- _WORK ITEM_: This task calls for copying every line of the records that includes the word "execution".

• • • •

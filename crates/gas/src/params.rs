use crate::{
    GasError, BASE_FEE_CHANGE_DENOMINATOR, ELASTICITY_MULTIPLIER, INITIAL_BASE_FEE,
    REFUND_QUOTIENT, REFUND_QUOTIENT_EIP3529,
};
use primitives::{SpecId, U256};

/// Fork activation schedule of the chain.
///
/// Block based forks activate at a height, the later ones at a block time. `None`
/// means the fork never activates.
#[derive(Clone, Debug, PartialEq, Eq, Hash)]
#[cfg_attr(feature = "serde", derive(serde::Serialize, serde::Deserialize))]
#[cfg_attr(feature = "serde", serde(rename_all = "camelCase", default))]
pub struct ChainConfig {
    /// EVM chain id.
    pub chain_id: u64,
    /// Homestead activation height.
    pub homestead_block: Option<u64>,
    /// Spurious Dragon (EIP-155, EIP-161) activation height.
    pub eip155_block: Option<u64>,
    /// Istanbul activation height.
    pub istanbul_block: Option<u64>,
    /// Berlin activation height.
    pub berlin_block: Option<u64>,
    /// London activation height.
    pub london_block: Option<u64>,
    /// Shanghai activation time.
    pub shanghai_time: Option<u64>,
    /// Cancun activation time.
    pub cancun_time: Option<u64>,
    /// Prague activation time.
    pub prague_time: Option<u64>,
}

impl Default for ChainConfig {
    /// Every supported fork active from genesis.
    fn default() -> Self {
        Self {
            chain_id: 262144,
            homestead_block: Some(0),
            eip155_block: Some(0),
            istanbul_block: Some(0),
            berlin_block: Some(0),
            london_block: Some(0),
            shanghai_time: Some(0),
            cancun_time: Some(0),
            prague_time: Some(0),
        }
    }
}

#[inline]
fn activated(fork: Option<u64>, head: u64) -> bool {
    fork.is_some_and(|fork| fork <= head)
}

impl ChainConfig {
    /// A configuration where no fork after Frontier is active.
    pub fn frontier(chain_id: u64) -> Self {
        Self {
            chain_id,
            homestead_block: None,
            eip155_block: None,
            istanbul_block: None,
            berlin_block: None,
            london_block: None,
            shanghai_time: None,
            cancun_time: None,
            prague_time: None,
        }
    }

    /// Rules in force at the given block height and time.
    pub fn spec_id(&self, height: u64, time: u64) -> SpecId {
        if activated(self.prague_time, time) {
            SpecId::PRAGUE
        } else if activated(self.cancun_time, time) {
            SpecId::CANCUN
        } else if activated(self.shanghai_time, time) {
            SpecId::SHANGHAI
        } else if activated(self.london_block, height) {
            SpecId::LONDON
        } else if activated(self.berlin_block, height) {
            SpecId::BERLIN
        } else if activated(self.istanbul_block, height) {
            SpecId::ISTANBUL
        } else if activated(self.eip155_block, height) {
            SpecId::SPURIOUS_DRAGON
        } else if activated(self.homestead_block, height) {
            SpecId::HOMESTEAD
        } else {
            SpecId::FRONTIER
        }
    }

    /// Refund quotient of `spec`: 2 before London, 5 from London on (EIP-3529).
    pub fn refund_quotient(spec: SpecId) -> u64 {
        if spec.is_enabled_in(SpecId::LONDON) {
            REFUND_QUOTIENT_EIP3529
        } else {
            REFUND_QUOTIENT
        }
    }
}

/// Fee market parameters.
#[derive(Clone, Debug, PartialEq, Eq, Hash)]
#[cfg_attr(feature = "serde", derive(serde::Serialize, serde::Deserialize))]
#[cfg_attr(feature = "serde", serde(rename_all = "camelCase", default))]
pub struct FeeMarketParams {
    /// Disables the base fee entirely.
    pub no_base_fee: bool,
    /// Bounds the amount the base fee can change between blocks.
    pub base_fee_change_denominator: u32,
    /// Bounds the maximum gas limit an EIP-1559 block may have.
    pub elasticity_multiplier: u32,
    /// Height at which the base fee starts being computed.
    pub enable_height: u64,
    /// Base fee of the parent block, or the seed on the enable height.
    pub base_fee: U256,
    /// Floor for a decreasing base fee.
    pub min_gas_price: U256,
}

impl Default for FeeMarketParams {
    fn default() -> Self {
        Self {
            no_base_fee: false,
            base_fee_change_denominator: BASE_FEE_CHANGE_DENOMINATOR,
            elasticity_multiplier: ELASTICITY_MULTIPLIER,
            enable_height: 0,
            base_fee: U256::from(INITIAL_BASE_FEE),
            min_gas_price: U256::ZERO,
        }
    }
}

impl FeeMarketParams {
    /// Checks the parameters can drive the base fee recurrence.
    pub fn validate(&self) -> Result<(), GasError> {
        if self.base_fee_change_denominator == 0 {
            return Err(GasError::InvalidFeeMarketParams(
                "base fee change denominator cannot be 0",
            ));
        }
        if self.elasticity_multiplier == 0 {
            return Err(GasError::InvalidFeeMarketParams(
                "elasticity multiplier cannot be 0",
            ));
        }
        Ok(())
    }

    /// Returns `true` if a base fee applies at `height`.
    #[inline]
    pub fn is_base_fee_enabled(&self, height: u64) -> bool {
        !self.no_base_fee && height >= self.enable_height
    }
}
#![allow(non_camel_case_types)]

pub use SpecId::*;

/// Hardforks relevant to transaction and gas rules, ordered by activation.
///
/// Only the forks that change a rule this crate family implements are listed; the
/// intermediate ones (DAO, Tangerine, Muir Glacier, ...) map onto their predecessor.
#[repr(u8)]
#[derive(Clone, Copy, Debug, Default, PartialEq, Eq, PartialOrd, Ord, Hash)]
#[cfg_attr(feature = "serde", derive(serde::Serialize, serde::Deserialize))]
pub enum SpecId {
    /// Frontier, base transaction rules.
    FRONTIER = 0,
    /// Homestead, contract creation surcharge.
    HOMESTEAD = 1,
    /// Spurious Dragon, EIP-155 replay protection and EIP-161 empty account removal.
    SPURIOUS_DRAGON = 2,
    /// Istanbul, cheaper non-zero calldata (EIP-2028).
    ISTANBUL = 3,
    /// Berlin, access lists (EIP-2929/2930).
    BERLIN = 4,
    /// London, base fee (EIP-1559) and reduced refunds (EIP-3529).
    LONDON = 5,
    /// Shanghai, init code metering (EIP-3860).
    SHANGHAI = 6,
    /// Cancun, transient storage (EIP-1153) and restricted selfdestruct (EIP-6780).
    CANCUN = 7,
    /// Prague.
    PRAGUE = 8,
    /// Latest known rules.
    #[default]
    LATEST = u8::MAX,
}

impl SpecId {
    /// Returns the `SpecId` for the given `u8`.
    #[inline]
    pub const fn try_from_u8(spec_id: u8) -> Option<Self> {
        Some(match spec_id {
            0 => FRONTIER,
            1 => HOMESTEAD,
            2 => SPURIOUS_DRAGON,
            3 => ISTANBUL,
            4 => BERLIN,
            5 => LONDON,
            6 => SHANGHAI,
            7 => CANCUN,
            8 => PRAGUE,
            u8::MAX => LATEST,
            _ => return None,
        })
    }

    /// Returns `true` if the given specification ID is enabled in this spec.
    #[inline]
    pub const fn is_enabled_in(self, other: Self) -> bool {
        self as u8 >= other as u8
    }
}

/// String identifiers for hardforks.
pub mod id {
    #![allow(missing_docs)]
    pub const FRONTIER: &str = "Frontier";
    pub const HOMESTEAD: &str = "Homestead";
    pub const SPURIOUS_DRAGON: &str = "Spurious";
    pub const ISTANBUL: &str = "Istanbul";
    pub const BERLIN: &str = "Berlin";
    pub const LONDON: &str = "London";
    pub const SHANGHAI: &str = "Shanghai";
    pub const CANCUN: &str = "Cancun";
    pub const PRAGUE: &str = "Prague";
    pub const LATEST: &str = "Latest";
}

impl From<&str> for SpecId {
    fn from(name: &str) -> Self {
        match name {
            id::FRONTIER => Self::FRONTIER,
            id::HOMESTEAD => Self::HOMESTEAD,
            id::SPURIOUS_DRAGON => Self::SPURIOUS_DRAGON,
            id::ISTANBUL => Self::ISTANBUL,
            id::BERLIN => Self::BERLIN,
            id::LONDON => Self::LONDON,
            id::SHANGHAI => Self::SHANGHAI,
            id::CANCUN => Self::CANCUN,
            id::PRAGUE => Self::PRAGUE,
            _ => Self::LATEST,
        }
    }
}

impl From<SpecId> for &'static str {
    fn from(spec_id: SpecId) -> Self {
        match spec_id {
            SpecId::FRONTIER => id::FRONTIER,
            SpecId::HOMESTEAD => id::HOMESTEAD,
            SpecId::SPURIOUS_DRAGON => id::SPURIOUS_DRAGON,
            SpecId::ISTANBUL => id::ISTANBUL,
            SpecId::BERLIN => id::BERLIN,
            SpecId::LONDON => id::LONDON,
            SpecId::SHANGHAI => id::SHANGHAI,
            SpecId::CANCUN => id::CANCUN,
            SpecId::PRAGUE => id::PRAGUE,
            SpecId::LATEST => id::LATEST,
        }
    }
}

impl core::fmt::Display for SpecId {
    fn fmt(&self, f: &mut core::fmt::Formatter<'_>) -> core::fmt::Result {
        f.write_str(<&'static str>::from(*self))
    }
}
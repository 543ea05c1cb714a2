//! # evmledger-gas
//!
//! Gas economy of the ledger: fork-gated intrinsic gas, the EIP-1559 style base fee
//! recurrence and the capped gas refund.
#![cfg_attr(not(test), warn(unused_crate_dependencies))]

pub mod base_fee;
pub mod constants;
mod error;
pub mod intrinsic;
mod params;
pub mod refund;

pub use base_fee::{calc_gas_base_fee, calculate_base_fee};
pub use constants::*;
pub use error::GasError;
pub use intrinsic::{intrinsic_gas, intrinsic_gas_for_tx};
pub use params::{ChainConfig, FeeMarketParams};
pub use refund::{gas_to_refund, leftover_gas};
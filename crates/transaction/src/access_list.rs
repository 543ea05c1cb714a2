use alloy_rlp::{RlpDecodable, RlpDecodableWrapper, RlpEncodable, RlpEncodableWrapper};
use primitives::{Address, B256};

/// Address and the storage keys a transaction declares it will touch (EIP-2930).
#[derive(Clone, Debug, Default, PartialEq, Eq, Hash, RlpEncodable, RlpDecodable)]
#[cfg_attr(feature = "serde", derive(serde::Serialize, serde::Deserialize))]
#[cfg_attr(feature = "serde", serde(rename_all = "camelCase"))]
pub struct AccessListItem {
    /// Account address that would be loaded at the start of execution.
    pub address: Address,
    /// Keys of storage that would be loaded at the start of execution.
    pub storage_keys: Vec<B256>,
}

/// List of [`AccessListItem`]s.
#[derive(
    Clone, Debug, Default, PartialEq, Eq, Hash, RlpEncodableWrapper, RlpDecodableWrapper,
)]
#[cfg_attr(feature = "serde", derive(serde::Serialize, serde::Deserialize))]
#[cfg_attr(feature = "serde", serde(transparent))]
pub struct AccessList(pub Vec<AccessListItem>);

impl AccessList {
    /// Number of addresses.
    pub fn len(&self) -> usize {
        self.0.len()
    }

    /// Returns `true` if no address is listed.
    pub fn is_empty(&self) -> bool {
        self.0.is_empty()
    }

    /// Total number of storage keys across all addresses.
    pub fn storage_key_count(&self) -> usize {
        self.0.iter().map(|item| item.storage_keys.len()).sum()
    }

    /// Iterates the items.
    pub fn iter(&self) -> impl Iterator<Item = &AccessListItem> {
        self.0.iter()
    }

    /// Iterates `(address, storage keys)` pairs.
    pub fn flattened(&self) -> impl Iterator<Item = (Address, &[B256])> {
        self.0
            .iter()
            .map(|item| (item.address, item.storage_keys.as_slice()))
    }
}

impl From<Vec<AccessListItem>> for AccessList {
    fn from(items: Vec<AccessListItem>) -> Self {
        Self(items)
    }
}

#[cfg(test)]
mod tests {
    use super::*;
    use alloy_rlp::{Decodable, Encodable};

    #[test]
    fn counts_addresses_and_keys() {
        let list = AccessList(vec![
            AccessListItem {
                address: Address::with_last_byte(1),
                storage_keys: vec![B256::ZERO, B256::with_last_byte(1)],
            },
            AccessListItem {
                address: Address::with_last_byte(2),
                storage_keys: vec![],
            },
        ]);
        assert_eq!(list.len(), 2);
        assert_eq!(list.storage_key_count(), 2);

        let mut buf = Vec::new();
        list.encode(&mut buf);
        assert_eq!(AccessList::decode(&mut buf.as_slice()).unwrap(), list);
    }

    #[test]
    fn empty_list_is_an_empty_rlp_list() {
        let mut buf = Vec::new();
        AccessList::default().encode(&mut buf);
        assert_eq!(buf, vec![0xc0]);
    }
}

• • • •

- _ANSWER_:
    /// Account address that would be loaded at the start of execution.
    /// Keys of storage that would be loaded at the start of execution.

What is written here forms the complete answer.